Tegen de uitspraak op het verzoek om een voorlopige voorziening staat geen hoger beroep of verzet open.

Voetnoten

1.Het arrest van het Hof van Justitie van de Europese Unie van 10 mei 2017 in de zaak
2.Zie artikel 8, aanhef en onder e, van de Vreemdelingenwet 2000 (Vw).
3.Eiser verwijst hierbij naar rechtsoverweging 6 van de uitspraak van deze rechtbank, zittingsplaats Amsterdam, van 29 maart 2021 (ECLI:NL:RBDHA:2021:3065).
4.Verdrag tot bescherming van de rechten van de mens en de fundamentele vrijheden.
5.Eiser verwijst hierbij naar de uitspraak van deze rechtbank, zittingsplaats Middelburg, van 16 januari 2020 (ECLI:NL:RBDHA:2020:324).
6.Verdrag betreffende de werking van de Europese Unie.
7.Zie noot 3.
8.Onder meer uiteengezet in de uitspraken van de Afdeling bestuursrechtspraak van de Raad van State (de Afdeling) van 11 januari 2018, ECLI:NL:RVS:2018:73 en 28 maart 2019, ECLI:NL:RVS:2019:974.
9.Zie de uitspraak van de Afdeling van 5 april 2017, ECLI:NL:RVS:2017:964.
10.Zie Werkinstructie 2020/16 Richtlijnen voor de toepassing van artikel 8 EVRM.

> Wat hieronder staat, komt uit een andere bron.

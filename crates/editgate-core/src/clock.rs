//! Clock abstraction
//!
//! Expiry decisions read the time through [`Clock`] so tests can move time
//! forward deterministically instead of sleeping through a TTL.

use chrono::{DateTime, Utc};
use parking_lot::Mutex;
use std::fmt;
use std::sync::Arc;
use std::time::Duration;

/// Source of wall-clock time
pub trait Clock: Send + Sync + fmt::Debug {
    /// Current UTC time
    fn now(&self) -> DateTime<Utc>;
}

/// Production clock backed by the system time
#[derive(Debug, Clone, Copy, Default)]
pub struct SystemClock;

impl Clock for SystemClock {
    fn now(&self) -> DateTime<Utc> {
        Utc::now()
    }
}

/// Manually advanced clock for tests
///
/// Clones share the same underlying time.
#[derive(Debug, Clone)]
pub struct ManualClock {
    now: Arc<Mutex<DateTime<Utc>>>,
}

impl ManualClock {
    /// Start at the given instant
    #[must_use]
    pub fn new(start: DateTime<Utc>) -> Self {
        Self {
            now: Arc::new(Mutex::new(start)),
        }
    }

    /// Start at the current system time
    #[must_use]
    pub fn starting_now() -> Self {
        Self::new(Utc::now())
    }

    /// Move time forward
    pub fn advance(&self, by: Duration) {
        let delta =
            chrono::Duration::from_std(by).unwrap_or_else(|_| chrono::Duration::days(365_000));
        let mut now = self.now.lock();
        *now = now.checked_add_signed(delta).unwrap_or(DateTime::<Utc>::MAX_UTC);
    }

    /// Jump to a specific instant
    pub fn set(&self, to: DateTime<Utc>) {
        *self.now.lock() = to;
    }
}

impl Clock for ManualClock {
    fn now(&self) -> DateTime<Utc> {
        *self.now.lock()
    }
}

11.Zie de uitspraak van de Afdeling van 4 maart 2024, ECLI:NL:RVS:2024:876.
12.Zie noot 5.
13.Algemene wet bestuursrecht.
14.Zie de uitspraak van de Afdeling van 6 juli 2022, ECLI:NL:RVS:2022:1918.
15.Vergelijk voormelde uitspraak van 6 juli 2022, r.o. 5.1.
16.Op grond van artikel 8:81 en 8:83, derde lid, van de Algemene wet bestuursrecht.